Gelassenheit. Sie hat viel mit der Haltung zu tun, um die es im Glauben geht. Eine Haltung, die zwischen Aktivität und Passivität changiert. Eine Haltung, in der ich ganz präsent bin, ganz bei mir bin. Und doch gerade so, dass ich drauf verzichte, etwas zu tun. Eine Haltung, in der ich lasse, geschehen lasse. So wie im Gebet oder im Glauben. Meister Eckardt brachte dies auf die Formel: „Man muss gelassen han, um gelassen zu sin.“ Ein abschiedliches Leben. In das Leben hinein zu sterben und in den Tod hinein zu leben. Die Kunst, loszulassen, zuzulassen, sich auf jemanden anderen zu verlassen.

Im Gebet spiegelt sich diese innere Haltung in der äußeren wider. Man faltet seine Hände, um sich dafür zu öffnen oder genauer: öffnen zu lassen, dass das eigene Leben letztlich in anderen Händen ruht. Man schließt seine Augen – in der Hoffnung, dass Gott uns sieht. Man kehrt ganz in sich – auf dass Gott sich der Welt zukehrt.

Das Entscheidende im Glauben ist nicht das, was man tut, sondern was einem geschieht. Und was einen frei macht, zu lassen.
Loslassen , was einen von anderen fernhält, was einen im „ewig Möglichen“ schweben lässt, den Traum von der eigenen Allmacht, die Angst zu kurz zu kommen, zu versagen, das, was einen erhaben, verbissen, zerstreut, nervös, unruhig, zynisch oder sonst wie macht.
Zulassen , dieser eine konkrete, begrenzte, endliche Mensch für andere zu sein, dass das eigene Leben geschieht, dass andere mir etwas schenken und dass andere meiner bedürfen.
– Und sich verlassen , sich ganz verlassen auf den einen Anderen.

Nicht aus mir selbst zu leben, sondern aus Gott.
Die eigene Mitte außerhalb meiner selbst zu haben.
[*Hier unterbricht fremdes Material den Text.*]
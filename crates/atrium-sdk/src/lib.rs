//! Atrium SDK - client-side data plane for the researcher network
//!
//! # Architecture
//!
//! Every screen of the Atrium client is a thin presentational layer over
//! this crate:
//! - [`SessionProvider`] owns the authenticated identity and publishes
//!   auth-state changes over a watch channel
//! - [`IdentityRepository`], [`ConnectionRepository`], and
//!   [`FeedRepository`] issue row CRUD against the remote gateway
//! - [`NetworkView`] composes repository results into the discover /
//!   connections / requests presentation sets
//!
//! Repositories take the gateway through the [`gateway::RowGateway`] and
//! [`gateway::AuthGateway`] traits: the HTTP implementation delegates to
//! `atrium-gateway-client`, and [`gateway::MemoryGateway`] backs the
//! test suites.
//!
//! # Example
//!
//! ```rust,ignore
//! use atrium_sdk::{SessionProvider, NetworkView};
//! use atrium_gateway_client::{GatewayClient, GatewayConfig};
//! use std::sync::Arc;
//!
//! let client = Arc::new(GatewayClient::new(GatewayConfig {
//!     base_url: "https://project.example.co".into(),
//!     ..Default::default()
//! }));
//!
//! let session = SessionProvider::new(client.clone(), client.clone());
//! let me = session.sign_in("ada@example.org", "secret").await?;
//!
//! let network = NetworkView::new(client, me.id);
//! let directory = network.refresh().await?;
//! ```

// Gateway trait seams and implementations
pub mod gateway;

// Data model (users, connections, posts, likes, comments)
pub mod model;

// Session provider and auth-state lifecycle
pub mod session;

// Repositories
pub mod connections;
pub mod feed;
pub mod identity;

// Network screen composition
pub mod network;

// Error types
pub mod error;

// Re-export core types
pub use connections::ConnectionRepository;
pub use error::{Result, SdkError};
pub use feed::FeedRepository;
pub use gateway::{AuthGateway, MemoryGateway, RowGateway};
pub use identity::{IdentityRepository, IdentitySeed};
pub use model::{
    Comment, Connection, ConnectionStatus, ConnectionWithParties, Identity, IdentityPatch, Like,
    Post, PostWithAuthor,
};
pub use network::{DiscoverEntry, DiscoverState, NetworkDirectory, NetworkView};
pub use session::{SessionProvider, SessionState};

// Re-export from the gateway client
pub use atrium_gateway_client::{
    AuthError, AuthSession, AuthUser, Filter, GatewayClient, GatewayConfig, GatewayError, Order,
};
//! Integration tests for the feed: posts, like toggling through the
//! counter procedures, comments, and suggestions.

use atrium_sdk::gateway::{AuthGateway, MemoryGateway, RowGateway};
use atrium_sdk::{FeedRepository, Filter, Identity, SdkError, SessionProvider};
use serde_json::json;
use std::sync::Arc;

async fn sign_up(gw: &Arc<MemoryGateway>, email: &str, name: &str) -> Identity {
    let rows: Arc<dyn RowGateway> = gw.clone();
    let auth: Arc<dyn AuthGateway> = gw.clone();
    let session = SessionProvider::new(rows, auth);
    session.sign_up(email, "secret", name).await.unwrap()
}

fn feed(gw: &Arc<MemoryGateway>, self_id: &str) -> FeedRepository {
    let rows: Arc<dyn RowGateway> = gw.clone();
    FeedRepository::new(rows, self_id)
}

async fn likes_count(gw: &Arc<MemoryGateway>, post_id: &str) -> i64 {
    let rows: Arc<dyn RowGateway> = gw.clone();
    let posts = rows
        .select("posts", &Filter::eq("id", post_id), None, None)
        .await
        .unwrap();
    posts[0]["likes_count"].as_i64().unwrap()
}

#[tokio::test]
async fn test_create_post_requires_content() {
    let gw = Arc::new(MemoryGateway::new());
    let a = sign_up(&gw, "a@example.org", "Ada Lovelace").await;
    let feed = feed(&gw, &a.id);

    for empty in ["", "   ", "\n\t"] {
        let err = feed.create_post(empty).await.unwrap_err();
        assert!(matches!(err, SdkError::Validation(_)));
    }

    let post = feed.create_post("  First result is in.  ").await.unwrap();
    assert_eq!(post.content, "First result is in.");
    assert_eq!(post.likes_count, 0);
    assert_eq!(post.author_id, a.id);
}

#[tokio::test]
async fn test_like_toggle_converges() {
    let gw = Arc::new(MemoryGateway::new());
    let a = sign_up(&gw, "a@example.org", "Ada Lovelace").await;
    let a_feed = feed(&gw, &a.id);

    let post = a_feed.create_post("Toggle me").await.unwrap();

    // rapid double invocation: liked, then unliked, never double-counted
    assert!(a_feed.toggle_like(&post.id).await.unwrap());
    assert_eq!(likes_count(&gw, &post.id).await, 1);
    assert!(a_feed.has_liked(&post.id).await.unwrap());

    assert!(!a_feed.toggle_like(&post.id).await.unwrap());
    assert_eq!(likes_count(&gw, &post.id).await, 0);
    assert!(!a_feed.has_liked(&post.id).await.unwrap());
}

#[tokio::test]
async fn test_likes_from_two_users_accumulate() {
    let gw = Arc::new(MemoryGateway::new());
    let a = sign_up(&gw, "a@example.org", "Ada Lovelace").await;
    let b = sign_up(&gw, "b@example.org", "Barbara Liskov").await;

    let a_feed = feed(&gw, &a.id);
    let b_feed = feed(&gw, &b.id);
    let post = a_feed.create_post("Popular take").await.unwrap();

    a_feed.toggle_like(&post.id).await.unwrap();
    b_feed.toggle_like(&post.id).await.unwrap();
    assert_eq!(likes_count(&gw, &post.id).await, 2);

    // one user withdrawing does not affect the other's like
    a_feed.toggle_like(&post.id).await.unwrap();
    assert_eq!(likes_count(&gw, &post.id).await, 1);
    assert!(b_feed.has_liked(&post.id).await.unwrap());
    assert_eq!(b_feed.liked_post_ids().await.unwrap(), vec![post.id.clone()]);
}

#[tokio::test]
async fn test_feed_is_newest_first_with_authors() {
    let gw = Arc::new(MemoryGateway::new());
    let a = sign_up(&gw, "a@example.org", "Ada Lovelace").await;
    let b = sign_up(&gw, "b@example.org", "Barbara Liskov").await;

    let rows: Arc<dyn RowGateway> = gw.clone();
    for (id, author, at) in [
        ("p1", &a.id, "2024-01-01T00:00:00Z"),
        ("p2", &b.id, "2024-03-01T00:00:00Z"),
        ("p3", &a.id, "2024-02-01T00:00:00Z"),
    ] {
        rows.insert(
            "posts",
            json!({
                "id": id,
                "user_id": author,
                "content": "post",
                "likes_count": 0,
                "comments_count": 0,
                "created_at": at,
            }),
        )
        .await
        .unwrap();
    }

    let posts = feed(&gw, &a.id).list_posts().await.unwrap();
    let ids: Vec<&str> = posts.iter().map(|p| p.post.id.as_str()).collect();
    assert_eq!(ids, vec!["p2", "p3", "p1"]);
    assert_eq!(posts[0].author.full_name, "Barbara Liskov");
    assert_eq!(posts[1].author.full_name, "Ada Lovelace");
}

#[tokio::test]
async fn test_comments_are_oldest_first() {
    let gw = Arc::new(MemoryGateway::new());
    let a = sign_up(&gw, "a@example.org", "Ada Lovelace").await;
    let b = sign_up(&gw, "b@example.org", "Barbara Liskov").await;

    let a_feed = feed(&gw, &a.id);
    let b_feed = feed(&gw, &b.id);
    let post = a_feed.create_post("Thoughts?").await.unwrap();

    let err = a_feed.add_comment(&post.id, "  ").await.unwrap_err();
    assert!(matches!(err, SdkError::Validation(_)));

    // distinct timestamps so the ordering is observable
    let rows: Arc<dyn RowGateway> = gw.clone();
    rows.insert(
        "comments",
        json!({
            "post_id": post.id,
            "user_id": a.id,
            "content": "first",
            "created_at": "2024-01-01T00:00:00Z",
        }),
    )
    .await
    .unwrap();
    rows.insert(
        "comments",
        json!({
            "post_id": post.id,
            "user_id": b.id,
            "content": "second",
            "created_at": "2024-01-02T00:00:00Z",
        }),
    )
    .await
    .unwrap();

    let comments = b_feed.list_comments(&post.id).await.unwrap();
    assert_eq!(comments.len(), 2);
    assert_eq!(comments[0].content, "first");
    assert_eq!(comments[1].content, "second");
}

#[tokio::test]
async fn test_suggestions_exclude_self_and_honor_limit() {
    let gw = Arc::new(MemoryGateway::new());
    let a = sign_up(&gw, "a@example.org", "Ada Lovelace").await;
    sign_up(&gw, "b@example.org", "Barbara Liskov").await;
    sign_up(&gw, "c@example.org", "Claude Shannon").await;
    sign_up(&gw, "d@example.org", "Donald Knuth").await;

    let suggestions = feed(&gw, &a.id).suggestions(2).await.unwrap();
    assert_eq!(suggestions.len(), 2);
    assert!(suggestions.iter().all(|s| s.id != a.id));
}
Im wahrsten Sinne des Wortes ex-zentrisch zu leben.
„Durch die Gnade Gottes bin ich, was ich bin“.

Eine engagierte Gelassenheit aus Glauben.
Nicht im Sinne einer kalten Teilnahmslosigkeit, einer spirituellen Entrücktheit oder inneren, geistigen Überlegenheit.
Sondern im Sinne eines ex-zentrischen Lebens aus Gott.

Interessant ist es, was solch eine engagierte Gelassenheit aus Glauben nicht nur für den einzelnen bedeutet, sondern etwa auch für die Kirche:
Loslassen von den eigenen inneren Kirchenbildern, allen alles sein zu können, und von der Vorstellung, Kirche wie auch immer machen zu können;
Zulassen , dass wir in einer ganz eigenen Zeit mit ganz eigenen theologischen, kirchlichen, gesellschaftlichen Herausforderungen leben;
– Und sich darauf verlassen , dass Gott mit jedem Menschen, mit der Welt und mit seiner Kirche noch Großes vorhat.
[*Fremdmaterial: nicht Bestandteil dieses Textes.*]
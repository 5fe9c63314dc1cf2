//! Row filters for gateway queries
//!
//! Filters have two interpreters:
//! - [`Filter::to_query_params`] renders the PostgREST-style query string the
//!   remote gateway understands (`status=eq.pending`,
//!   `or=(follower_id.eq.a,following_id.eq.a)`)
//! - [`Filter::matches`] evaluates the same filter against a JSON row, which
//!   is what in-process gateway implementations and tests use

use serde_json::Value;

/// A composable row filter
#[derive(Debug, Clone, PartialEq)]
pub enum Filter {
    /// Column equals value
    Eq(String, Value),
    /// Column does not equal value
    Neq(String, Value),
    /// Column is one of the given values
    In(String, Vec<Value>),
    /// At least one sub-filter matches (OR)
    Any(Vec<Filter>),
    /// Every sub-filter matches (AND)
    All(Vec<Filter>),
}

impl Filter {
    /// Shorthand for an equality filter
    pub fn eq(column: impl Into<String>, value: impl Into<Value>) -> Self {
        Filter::Eq(column.into(), value.into())
    }

    /// Shorthand for an inequality filter
    pub fn neq(column: impl Into<String>, value: impl Into<Value>) -> Self {
        Filter::Neq(column.into(), value.into())
    }

    /// Render as top-level query parameters
    ///
    /// `All` flattens into one parameter per sub-filter; `Any` renders as a
    /// single `or=(...)` parameter. Values are percent-encoded by the client
    /// at URL build time.
    pub fn to_query_params(&self) -> Vec<(String, String)> {
        match self {
            Filter::Eq(col, v) => vec![(col.clone(), format!("eq.{}", literal(v)))],
            Filter::Neq(col, v) => vec![(col.clone(), format!("neq.{}", literal(v)))],
            Filter::In(col, vs) => vec![(col.clone(), format!("in.({})", literals(vs)))],
            Filter::Any(fs) => {
                let inner: Vec<String> = fs.iter().map(|f| f.expr()).collect();
                vec![("or".to_string(), format!("({})", inner.join(",")))]
            }
            Filter::All(fs) => fs.iter().flat_map(|f| f.to_query_params()).collect(),
        }
    }

    /// Render in nested expression form, for use inside `or(...)`/`and(...)`
    fn expr(&self) -> String {
        match self {
            Filter::Eq(col, v) => format!("{}.eq.{}", col, literal(v)),
            Filter::Neq(col, v) => format!("{}.neq.{}", col, literal(v)),
            Filter::In(col, vs) => format!("{}.in.({})", col, literals(vs)),
            Filter::Any(fs) => {
                let inner: Vec<String> = fs.iter().map(|f| f.expr()).collect();
                format!("or({})", inner.join(","))
            }
            Filter::All(fs) => {
                let inner: Vec<String> = fs.iter().map(|f| f.expr()).collect();
                format!("and({})", inner.join(","))
            }
        }
    }

    /// Evaluate this filter against a JSON row
    pub fn matches(&self, row: &Value) -> bool {
        match self {
            Filter::Eq(col, v) => row.get(col).map_or(false, |actual| actual == v),
            Filter::Neq(col, v) => row.get(col).map_or(false, |actual| actual != v),
            Filter::In(col, vs) => row.get(col).map_or(false, |actual| vs.contains(actual)),
            Filter::Any(fs) => fs.iter().any(|f| f.matches(row)),
            Filter::All(fs) => fs.iter().all(|f| f.matches(row)),
        }
    }
}

/// Sort order for a select
#[derive(Debug, Clone)]
pub struct Order {
    pub column: String,
    pub ascending: bool,
}

impl Order {
    pub fn asc(column: impl Into<String>) -> Self {
        Self { column: column.into(), ascending: true }
    }

    pub fn desc(column: impl Into<String>) -> Self {
        Self { column: column.into(), ascending: false }
    }

    /// Render as the `order` query parameter value
    pub fn to_query_value(&self) -> String {
        let dir = if self.ascending { "asc" } else { "desc" };
        format!("{}.{}", self.column, dir)
    }
}

/// Render a JSON value as a filter literal (strings are unquoted)
fn literal(v: &Value) -> String {
    match v {
        Value::String(s) => s.clone(),
        other => other.to_string(),
    }
}

fn literals(vs: &[Value]) -> String {
    vs.iter().map(literal).collect::<Vec<_>>().join(",")
}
Die Pointe dabei ist, dass man gerade auch die Gelassenheit nicht machen, sondern dass sie einem nur widerfahren kann. Gelassenheit ist ein Geschenk. Für den Einzelnen wie für die Gemeinschaft.
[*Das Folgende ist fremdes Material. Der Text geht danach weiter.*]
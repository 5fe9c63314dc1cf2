//! Identity repository
//!
//! All reads/writes of profile rows in the `users` table, including the
//! upsert-on-first-access contract the session provider relies on.

use crate::error::{Result, SdkError};
use crate::gateway::RowGateway;
use crate::model::{Identity, IdentityPatch};
use atrium_gateway_client::{Filter, GatewayError};
use serde_json::{json, Value};
use std::collections::HashMap;
use std::sync::Arc;

pub(crate) const USERS_TABLE: &str = "users";

/// Seed values for a profile that does not exist yet
#[derive(Debug, Clone)]
pub struct IdentitySeed {
    /// The auth user id; identity rows are keyed by it
    pub id: String,
    pub email: String,
    pub full_name: String,
}

/// Repository over the `users` table
#[derive(Clone)]
pub struct IdentityRepository {
    rows: Arc<dyn RowGateway>,
}

impl IdentityRepository {
    pub fn new(rows: Arc<dyn RowGateway>) -> Self {
        Self { rows }
    }

    /// Fetch a single identity by id
    pub async fn get(&self, id: &str) -> Result<Option<Identity>> {
        let rows = self
            .rows
            .select(USERS_TABLE, &Filter::eq("id", id), None, None)
            .await?;
        match rows.into_iter().next() {
            Some(row) => Ok(Some(serde_json::from_value(row)?)),
            None => Ok(None),
        }
    }

    /// Fetch several identities by id, keyed by id
    pub(crate) async fn get_many(&self, ids: &[String]) -> Result<HashMap<String, Identity>> {
        if ids.is_empty() {
            return Ok(HashMap::new());
        }
        let values: Vec<Value> = ids.iter().map(|id| json!(id)).collect();
        let rows = self
            .rows
            .select(USERS_TABLE, &Filter::In("id".into(), values), None, None)
            .await?;

        let mut resolved = HashMap::new();
        for row in rows {
            let identity: Identity = serde_json::from_value(row)?;
            resolved.insert(identity.id.clone(), identity);
        }
        Ok(resolved)
    }

    /// Every identity except the given one
    pub async fn directory(&self, excluding: &str, limit: Option<u32>) -> Result<Vec<Identity>> {
        let rows = self
            .rows
            .select(USERS_TABLE, &Filter::neq("id", excluding), None, limit)
            .await?;
        rows.into_iter()
            .map(|row| serde_json::from_value(row).map_err(SdkError::from))
            .collect()
    }

    /// Apply a partial update to a profile, returning the stored row
    ///
    /// Only the owning identity can mutate its row; the gateway enforces
    /// that through row-level auth on the session token.
    pub async fn update(&self, id: &str, patch: &IdentityPatch) -> Result<Identity> {
        if patch.is_empty() {
            return Err(SdkError::Validation("empty profile update".to_string()));
        }

        let rows = self
            .rows
            .update(USERS_TABLE, &Filter::eq("id", id), serde_json::to_value(patch)?)
            .await?;
        match rows.into_iter().next() {
            Some(row) => Ok(serde_json::from_value(row)?),
            None => Err(GatewayError::NotFound(format!("users.id = {}", id)).into()),
        }
    }

    /// Resolve the identity for an auth user, creating a default profile
    /// when none exists yet.
    ///
    /// Upsert-on-first-access contract: the `users.id` uniqueness constraint
    /// at the storage layer turns a lost insert race into a `Conflict`,
    /// which is recovered by re-selecting. Calling this twice for the same
    /// new user id yields exactly one row.
    pub async fn resolve_or_create(&self, seed: &IdentitySeed) -> Result<Identity> {
        if let Some(identity) = self.get(&seed.id).await? {
            return Ok(identity);
        }

        let row = json!({
            "id": seed.id,
            "email": seed.email,
            "full_name": seed.full_name,
            "skills": [],
            "education": [],
            "experience": [],
            "certifications": [],
        });

        match self.rows.insert(USERS_TABLE, row).await {
            Ok(stored) => Ok(serde_json::from_value(stored)?),
            Err(GatewayError::Conflict(_)) => {
                // lost the first-login race; the winner's row is authoritative
                tracing::debug!(user_id = %seed.id, "profile insert raced, re-resolving");
                self.get(&seed.id)
                    .await?
                    .ok_or_else(|| GatewayError::NotFound(format!("users.id = {}", seed.id)).into())
            }
            Err(err) => Err(err.into()),
        }
    }
}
Doch wenn sie einem widerfährt, dann kann man getrost mit dem Psalmbeter sprechen:
„Ich liege und schlafe und erwache, denn der Herr hält mich.
Ich fürchte mich nicht vor vielen Tausenden, die sich ringsum wider mich legen.“ (Psalm 3,6-7)

In diesem Sinne: einen guten, gelassenen Tag!